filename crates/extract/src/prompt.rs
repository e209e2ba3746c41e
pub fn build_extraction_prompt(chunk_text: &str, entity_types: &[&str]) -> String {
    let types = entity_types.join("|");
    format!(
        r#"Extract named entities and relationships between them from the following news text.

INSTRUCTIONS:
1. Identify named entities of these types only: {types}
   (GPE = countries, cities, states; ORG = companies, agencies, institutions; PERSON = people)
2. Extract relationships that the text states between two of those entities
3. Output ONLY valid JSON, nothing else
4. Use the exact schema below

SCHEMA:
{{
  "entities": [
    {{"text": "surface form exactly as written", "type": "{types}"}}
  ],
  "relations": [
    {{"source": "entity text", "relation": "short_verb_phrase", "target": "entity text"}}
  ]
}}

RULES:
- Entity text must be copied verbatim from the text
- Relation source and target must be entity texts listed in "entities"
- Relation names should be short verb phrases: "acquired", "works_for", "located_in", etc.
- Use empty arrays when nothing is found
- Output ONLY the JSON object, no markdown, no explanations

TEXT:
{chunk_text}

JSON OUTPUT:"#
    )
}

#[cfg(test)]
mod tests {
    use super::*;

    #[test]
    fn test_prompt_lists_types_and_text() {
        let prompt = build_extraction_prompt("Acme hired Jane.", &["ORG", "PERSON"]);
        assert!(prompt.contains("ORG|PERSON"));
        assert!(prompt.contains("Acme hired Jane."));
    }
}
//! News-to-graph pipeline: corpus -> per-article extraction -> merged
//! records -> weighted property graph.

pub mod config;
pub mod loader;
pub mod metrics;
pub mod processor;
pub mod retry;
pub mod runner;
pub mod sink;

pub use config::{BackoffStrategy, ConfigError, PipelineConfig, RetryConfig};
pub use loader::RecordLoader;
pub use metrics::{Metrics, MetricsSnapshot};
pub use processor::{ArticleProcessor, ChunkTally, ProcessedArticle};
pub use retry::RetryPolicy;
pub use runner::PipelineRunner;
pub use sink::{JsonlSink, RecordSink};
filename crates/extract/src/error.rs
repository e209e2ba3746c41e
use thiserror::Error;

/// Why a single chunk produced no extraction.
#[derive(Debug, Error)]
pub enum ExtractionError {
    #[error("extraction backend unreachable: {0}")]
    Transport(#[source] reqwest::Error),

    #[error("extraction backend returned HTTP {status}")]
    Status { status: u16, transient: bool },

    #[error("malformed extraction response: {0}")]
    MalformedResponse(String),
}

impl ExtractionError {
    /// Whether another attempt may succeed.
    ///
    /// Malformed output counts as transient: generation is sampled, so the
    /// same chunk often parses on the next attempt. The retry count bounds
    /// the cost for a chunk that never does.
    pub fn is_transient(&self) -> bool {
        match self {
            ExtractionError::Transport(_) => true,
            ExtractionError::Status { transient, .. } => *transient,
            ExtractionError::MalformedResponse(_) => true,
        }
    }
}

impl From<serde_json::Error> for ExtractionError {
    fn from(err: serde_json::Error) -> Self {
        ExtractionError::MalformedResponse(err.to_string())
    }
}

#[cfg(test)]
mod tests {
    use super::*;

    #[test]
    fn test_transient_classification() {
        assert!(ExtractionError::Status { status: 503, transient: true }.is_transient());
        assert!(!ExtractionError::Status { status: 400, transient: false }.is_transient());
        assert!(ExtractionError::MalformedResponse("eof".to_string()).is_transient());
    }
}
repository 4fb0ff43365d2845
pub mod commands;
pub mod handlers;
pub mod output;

★ ★ ★ ★ ★ ★ ★

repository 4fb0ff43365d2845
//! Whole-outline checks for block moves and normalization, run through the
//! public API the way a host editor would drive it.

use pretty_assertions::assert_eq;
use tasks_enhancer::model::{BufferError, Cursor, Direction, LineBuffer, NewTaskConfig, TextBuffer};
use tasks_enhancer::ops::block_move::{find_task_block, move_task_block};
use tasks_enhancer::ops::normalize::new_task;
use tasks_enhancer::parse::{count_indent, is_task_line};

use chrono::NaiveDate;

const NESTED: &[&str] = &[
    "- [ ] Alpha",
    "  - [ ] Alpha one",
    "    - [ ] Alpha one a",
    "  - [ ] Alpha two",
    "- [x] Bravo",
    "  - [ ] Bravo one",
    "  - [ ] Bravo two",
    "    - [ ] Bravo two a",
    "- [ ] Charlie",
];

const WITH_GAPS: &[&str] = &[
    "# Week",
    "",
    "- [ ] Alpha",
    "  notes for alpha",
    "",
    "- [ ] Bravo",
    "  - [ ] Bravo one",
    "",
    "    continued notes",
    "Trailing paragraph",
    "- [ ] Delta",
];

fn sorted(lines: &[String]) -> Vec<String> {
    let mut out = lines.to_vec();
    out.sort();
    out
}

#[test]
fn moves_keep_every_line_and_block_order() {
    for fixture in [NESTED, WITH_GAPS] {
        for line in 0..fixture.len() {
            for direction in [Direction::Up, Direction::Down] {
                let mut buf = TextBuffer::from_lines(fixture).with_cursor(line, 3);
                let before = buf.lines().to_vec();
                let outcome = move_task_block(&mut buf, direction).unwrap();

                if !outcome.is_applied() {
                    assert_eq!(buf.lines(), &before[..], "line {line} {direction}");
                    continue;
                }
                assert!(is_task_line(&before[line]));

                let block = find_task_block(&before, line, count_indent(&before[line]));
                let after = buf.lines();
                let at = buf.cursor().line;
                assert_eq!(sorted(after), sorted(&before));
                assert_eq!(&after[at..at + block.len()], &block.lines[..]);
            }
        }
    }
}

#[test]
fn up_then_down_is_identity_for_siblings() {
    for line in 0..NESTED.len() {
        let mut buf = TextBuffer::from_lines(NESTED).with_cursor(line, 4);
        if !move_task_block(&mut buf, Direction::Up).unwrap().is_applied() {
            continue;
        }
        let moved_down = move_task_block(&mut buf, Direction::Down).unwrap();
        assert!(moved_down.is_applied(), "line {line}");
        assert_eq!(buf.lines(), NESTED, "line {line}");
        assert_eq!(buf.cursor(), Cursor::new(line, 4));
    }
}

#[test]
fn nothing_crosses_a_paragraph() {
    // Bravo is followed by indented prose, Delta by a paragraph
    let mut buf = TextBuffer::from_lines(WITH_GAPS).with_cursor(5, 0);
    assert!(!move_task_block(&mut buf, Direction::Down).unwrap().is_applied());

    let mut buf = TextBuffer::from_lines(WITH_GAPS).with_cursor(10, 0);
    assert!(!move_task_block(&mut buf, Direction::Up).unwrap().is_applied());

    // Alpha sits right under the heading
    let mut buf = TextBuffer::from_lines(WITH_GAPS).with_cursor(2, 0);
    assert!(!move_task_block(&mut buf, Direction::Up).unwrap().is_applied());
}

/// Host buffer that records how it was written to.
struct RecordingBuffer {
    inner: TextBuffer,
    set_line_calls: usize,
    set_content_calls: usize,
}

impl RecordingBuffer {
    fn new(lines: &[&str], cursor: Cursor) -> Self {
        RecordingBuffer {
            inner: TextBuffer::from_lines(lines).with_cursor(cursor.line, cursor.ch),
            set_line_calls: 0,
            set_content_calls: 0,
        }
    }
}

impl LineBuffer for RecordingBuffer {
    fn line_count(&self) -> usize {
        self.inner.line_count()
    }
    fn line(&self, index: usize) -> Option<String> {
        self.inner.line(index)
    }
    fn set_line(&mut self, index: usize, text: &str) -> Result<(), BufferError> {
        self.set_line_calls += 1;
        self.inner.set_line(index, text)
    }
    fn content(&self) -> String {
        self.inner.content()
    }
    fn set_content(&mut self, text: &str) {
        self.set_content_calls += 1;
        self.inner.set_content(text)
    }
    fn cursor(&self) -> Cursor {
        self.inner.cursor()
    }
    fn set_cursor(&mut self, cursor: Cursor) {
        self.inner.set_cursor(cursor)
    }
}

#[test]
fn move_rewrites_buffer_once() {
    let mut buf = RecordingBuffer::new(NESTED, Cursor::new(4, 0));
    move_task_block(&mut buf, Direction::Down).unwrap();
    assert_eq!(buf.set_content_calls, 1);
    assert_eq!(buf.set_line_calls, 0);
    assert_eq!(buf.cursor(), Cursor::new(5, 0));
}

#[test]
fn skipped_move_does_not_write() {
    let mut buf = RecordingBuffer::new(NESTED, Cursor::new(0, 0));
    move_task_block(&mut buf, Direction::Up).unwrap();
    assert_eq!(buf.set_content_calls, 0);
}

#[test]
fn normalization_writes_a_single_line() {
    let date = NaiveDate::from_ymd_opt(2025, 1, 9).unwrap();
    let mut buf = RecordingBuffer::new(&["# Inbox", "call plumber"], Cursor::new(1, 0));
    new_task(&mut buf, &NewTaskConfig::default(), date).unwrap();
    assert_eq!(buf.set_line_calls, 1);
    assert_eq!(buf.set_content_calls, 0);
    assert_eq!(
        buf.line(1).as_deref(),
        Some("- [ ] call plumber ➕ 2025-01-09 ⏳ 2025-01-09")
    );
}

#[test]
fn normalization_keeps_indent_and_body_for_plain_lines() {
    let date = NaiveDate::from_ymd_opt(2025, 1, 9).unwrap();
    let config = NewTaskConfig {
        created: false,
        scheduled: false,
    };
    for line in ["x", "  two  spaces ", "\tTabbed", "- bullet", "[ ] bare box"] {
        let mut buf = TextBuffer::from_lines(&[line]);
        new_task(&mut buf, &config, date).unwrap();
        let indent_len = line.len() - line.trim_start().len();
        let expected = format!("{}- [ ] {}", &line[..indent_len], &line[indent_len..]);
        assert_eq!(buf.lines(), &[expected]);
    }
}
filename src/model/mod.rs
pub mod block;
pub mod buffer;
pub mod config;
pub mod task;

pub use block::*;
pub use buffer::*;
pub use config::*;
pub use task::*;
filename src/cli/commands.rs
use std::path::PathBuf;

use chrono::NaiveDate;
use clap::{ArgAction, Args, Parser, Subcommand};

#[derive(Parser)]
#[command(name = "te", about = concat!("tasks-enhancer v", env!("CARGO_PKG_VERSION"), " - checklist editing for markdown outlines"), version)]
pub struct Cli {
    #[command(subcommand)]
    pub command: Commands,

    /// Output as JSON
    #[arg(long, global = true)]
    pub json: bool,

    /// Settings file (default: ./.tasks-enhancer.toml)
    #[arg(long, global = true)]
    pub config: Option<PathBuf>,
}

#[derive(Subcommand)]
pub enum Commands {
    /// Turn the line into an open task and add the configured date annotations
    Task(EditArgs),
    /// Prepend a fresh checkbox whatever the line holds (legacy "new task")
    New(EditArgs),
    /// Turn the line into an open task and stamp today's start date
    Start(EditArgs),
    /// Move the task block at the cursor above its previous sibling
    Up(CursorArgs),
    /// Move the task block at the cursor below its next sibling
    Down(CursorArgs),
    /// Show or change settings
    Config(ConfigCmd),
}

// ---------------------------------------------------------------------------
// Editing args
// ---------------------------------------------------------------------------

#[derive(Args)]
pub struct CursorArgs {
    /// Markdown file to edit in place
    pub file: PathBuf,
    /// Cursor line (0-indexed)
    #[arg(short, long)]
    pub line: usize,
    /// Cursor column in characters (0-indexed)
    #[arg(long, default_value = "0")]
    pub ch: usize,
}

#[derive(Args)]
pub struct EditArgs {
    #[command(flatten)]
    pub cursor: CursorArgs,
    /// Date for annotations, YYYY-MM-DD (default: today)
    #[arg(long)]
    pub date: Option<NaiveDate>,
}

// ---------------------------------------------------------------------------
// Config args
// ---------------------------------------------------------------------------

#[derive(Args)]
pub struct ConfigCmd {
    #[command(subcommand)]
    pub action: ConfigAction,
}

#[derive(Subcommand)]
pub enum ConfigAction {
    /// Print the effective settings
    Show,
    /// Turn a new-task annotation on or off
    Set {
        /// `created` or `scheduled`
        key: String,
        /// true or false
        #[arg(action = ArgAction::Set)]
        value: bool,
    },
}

★ ★ ★ ★ ★ ★ ★

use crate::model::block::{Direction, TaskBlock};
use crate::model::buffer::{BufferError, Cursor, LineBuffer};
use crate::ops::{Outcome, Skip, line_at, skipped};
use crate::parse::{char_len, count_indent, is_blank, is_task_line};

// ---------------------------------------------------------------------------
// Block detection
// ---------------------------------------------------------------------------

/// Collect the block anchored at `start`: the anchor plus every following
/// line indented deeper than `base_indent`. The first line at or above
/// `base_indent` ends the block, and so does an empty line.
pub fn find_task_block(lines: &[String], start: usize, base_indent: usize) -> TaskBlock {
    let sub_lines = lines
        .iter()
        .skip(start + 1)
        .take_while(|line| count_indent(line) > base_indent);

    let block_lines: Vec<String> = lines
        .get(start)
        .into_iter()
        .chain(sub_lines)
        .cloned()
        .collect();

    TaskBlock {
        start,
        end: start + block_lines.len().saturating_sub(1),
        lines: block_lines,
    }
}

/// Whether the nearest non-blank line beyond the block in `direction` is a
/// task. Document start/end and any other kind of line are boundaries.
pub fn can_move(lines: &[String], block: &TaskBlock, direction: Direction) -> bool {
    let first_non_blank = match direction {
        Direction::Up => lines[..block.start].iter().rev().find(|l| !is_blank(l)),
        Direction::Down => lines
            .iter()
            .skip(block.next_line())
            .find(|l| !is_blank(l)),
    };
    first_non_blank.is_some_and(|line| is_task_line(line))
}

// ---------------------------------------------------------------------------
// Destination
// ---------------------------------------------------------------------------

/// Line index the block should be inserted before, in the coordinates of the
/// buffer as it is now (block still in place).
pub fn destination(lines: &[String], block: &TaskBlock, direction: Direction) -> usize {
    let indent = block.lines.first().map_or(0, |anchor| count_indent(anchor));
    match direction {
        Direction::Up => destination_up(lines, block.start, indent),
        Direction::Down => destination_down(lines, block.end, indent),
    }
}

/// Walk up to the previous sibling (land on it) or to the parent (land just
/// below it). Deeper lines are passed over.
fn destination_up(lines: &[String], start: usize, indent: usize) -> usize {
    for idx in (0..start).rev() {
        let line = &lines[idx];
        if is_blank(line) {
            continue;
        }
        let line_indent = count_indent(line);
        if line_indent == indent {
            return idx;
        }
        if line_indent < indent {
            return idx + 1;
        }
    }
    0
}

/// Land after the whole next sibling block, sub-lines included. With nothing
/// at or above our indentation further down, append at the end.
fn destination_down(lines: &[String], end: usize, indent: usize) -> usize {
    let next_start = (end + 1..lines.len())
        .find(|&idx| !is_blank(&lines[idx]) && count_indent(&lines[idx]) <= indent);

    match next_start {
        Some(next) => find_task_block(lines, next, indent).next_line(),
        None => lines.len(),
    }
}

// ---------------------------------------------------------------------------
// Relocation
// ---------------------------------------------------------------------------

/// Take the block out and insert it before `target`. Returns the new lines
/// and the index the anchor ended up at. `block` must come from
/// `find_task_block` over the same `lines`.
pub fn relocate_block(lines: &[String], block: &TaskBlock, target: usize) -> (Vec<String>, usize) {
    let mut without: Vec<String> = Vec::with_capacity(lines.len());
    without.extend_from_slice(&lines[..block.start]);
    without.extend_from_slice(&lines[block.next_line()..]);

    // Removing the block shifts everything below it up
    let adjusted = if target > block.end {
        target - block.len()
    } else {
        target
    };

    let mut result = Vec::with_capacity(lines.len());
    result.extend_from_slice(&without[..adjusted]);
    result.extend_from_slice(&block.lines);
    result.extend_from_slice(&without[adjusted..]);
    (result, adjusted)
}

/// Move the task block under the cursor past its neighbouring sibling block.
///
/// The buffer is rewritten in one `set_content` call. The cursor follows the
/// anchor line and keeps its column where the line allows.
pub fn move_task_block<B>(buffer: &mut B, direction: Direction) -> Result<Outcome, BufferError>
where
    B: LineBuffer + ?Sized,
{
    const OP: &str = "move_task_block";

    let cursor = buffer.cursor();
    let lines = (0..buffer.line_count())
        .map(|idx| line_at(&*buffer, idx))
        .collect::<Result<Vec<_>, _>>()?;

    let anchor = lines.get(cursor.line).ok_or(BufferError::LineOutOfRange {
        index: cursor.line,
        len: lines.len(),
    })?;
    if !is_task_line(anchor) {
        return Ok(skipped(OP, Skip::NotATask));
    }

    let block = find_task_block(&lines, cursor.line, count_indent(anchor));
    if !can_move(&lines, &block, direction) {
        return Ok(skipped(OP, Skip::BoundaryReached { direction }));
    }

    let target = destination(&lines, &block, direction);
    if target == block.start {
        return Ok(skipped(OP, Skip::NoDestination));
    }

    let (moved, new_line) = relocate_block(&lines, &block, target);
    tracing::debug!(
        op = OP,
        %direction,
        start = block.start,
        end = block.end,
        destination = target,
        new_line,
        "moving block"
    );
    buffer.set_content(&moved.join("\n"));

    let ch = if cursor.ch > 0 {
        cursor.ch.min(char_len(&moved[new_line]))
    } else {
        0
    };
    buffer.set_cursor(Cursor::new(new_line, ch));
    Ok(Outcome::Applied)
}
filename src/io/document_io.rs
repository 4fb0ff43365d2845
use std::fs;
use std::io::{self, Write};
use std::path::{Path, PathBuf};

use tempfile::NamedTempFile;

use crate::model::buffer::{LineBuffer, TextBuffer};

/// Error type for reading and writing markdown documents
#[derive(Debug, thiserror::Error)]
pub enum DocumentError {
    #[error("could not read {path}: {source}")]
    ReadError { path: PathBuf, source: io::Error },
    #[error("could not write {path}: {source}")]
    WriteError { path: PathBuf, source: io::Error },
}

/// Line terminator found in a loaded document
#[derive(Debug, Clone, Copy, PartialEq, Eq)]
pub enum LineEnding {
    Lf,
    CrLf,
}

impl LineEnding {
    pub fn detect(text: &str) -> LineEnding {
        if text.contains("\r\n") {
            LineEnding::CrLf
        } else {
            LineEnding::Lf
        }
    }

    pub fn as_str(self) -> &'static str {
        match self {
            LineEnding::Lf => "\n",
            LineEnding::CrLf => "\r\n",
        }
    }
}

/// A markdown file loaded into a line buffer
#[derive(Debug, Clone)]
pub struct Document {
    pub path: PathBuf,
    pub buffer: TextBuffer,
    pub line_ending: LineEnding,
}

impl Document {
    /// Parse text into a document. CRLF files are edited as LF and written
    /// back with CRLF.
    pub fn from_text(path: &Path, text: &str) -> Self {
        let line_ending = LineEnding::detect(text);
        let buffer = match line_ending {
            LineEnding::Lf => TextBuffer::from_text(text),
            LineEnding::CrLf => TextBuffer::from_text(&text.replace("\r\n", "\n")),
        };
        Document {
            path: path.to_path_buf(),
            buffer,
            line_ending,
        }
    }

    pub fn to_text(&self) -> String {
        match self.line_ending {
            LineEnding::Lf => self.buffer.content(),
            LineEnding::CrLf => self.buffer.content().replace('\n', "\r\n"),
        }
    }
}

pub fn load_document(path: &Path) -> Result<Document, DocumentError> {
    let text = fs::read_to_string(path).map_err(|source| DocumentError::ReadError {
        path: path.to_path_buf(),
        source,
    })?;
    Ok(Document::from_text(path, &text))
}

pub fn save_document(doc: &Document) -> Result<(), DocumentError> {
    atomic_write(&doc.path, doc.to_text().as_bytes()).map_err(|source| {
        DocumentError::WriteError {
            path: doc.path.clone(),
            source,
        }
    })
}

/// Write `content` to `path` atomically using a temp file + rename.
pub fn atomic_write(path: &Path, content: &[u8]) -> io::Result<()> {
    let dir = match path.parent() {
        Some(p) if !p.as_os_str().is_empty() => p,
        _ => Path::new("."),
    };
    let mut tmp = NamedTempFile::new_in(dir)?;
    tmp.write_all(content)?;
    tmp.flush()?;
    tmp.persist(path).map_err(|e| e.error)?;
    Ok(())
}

★ ★ ★ ★ ★ ★ ★

Check each line above for the string "Delta", then copy the ones that have it.

(Output of the exercise)
    "- [ ] Delta",
    // Bravo is followed by indented prose, Delta by a paragraph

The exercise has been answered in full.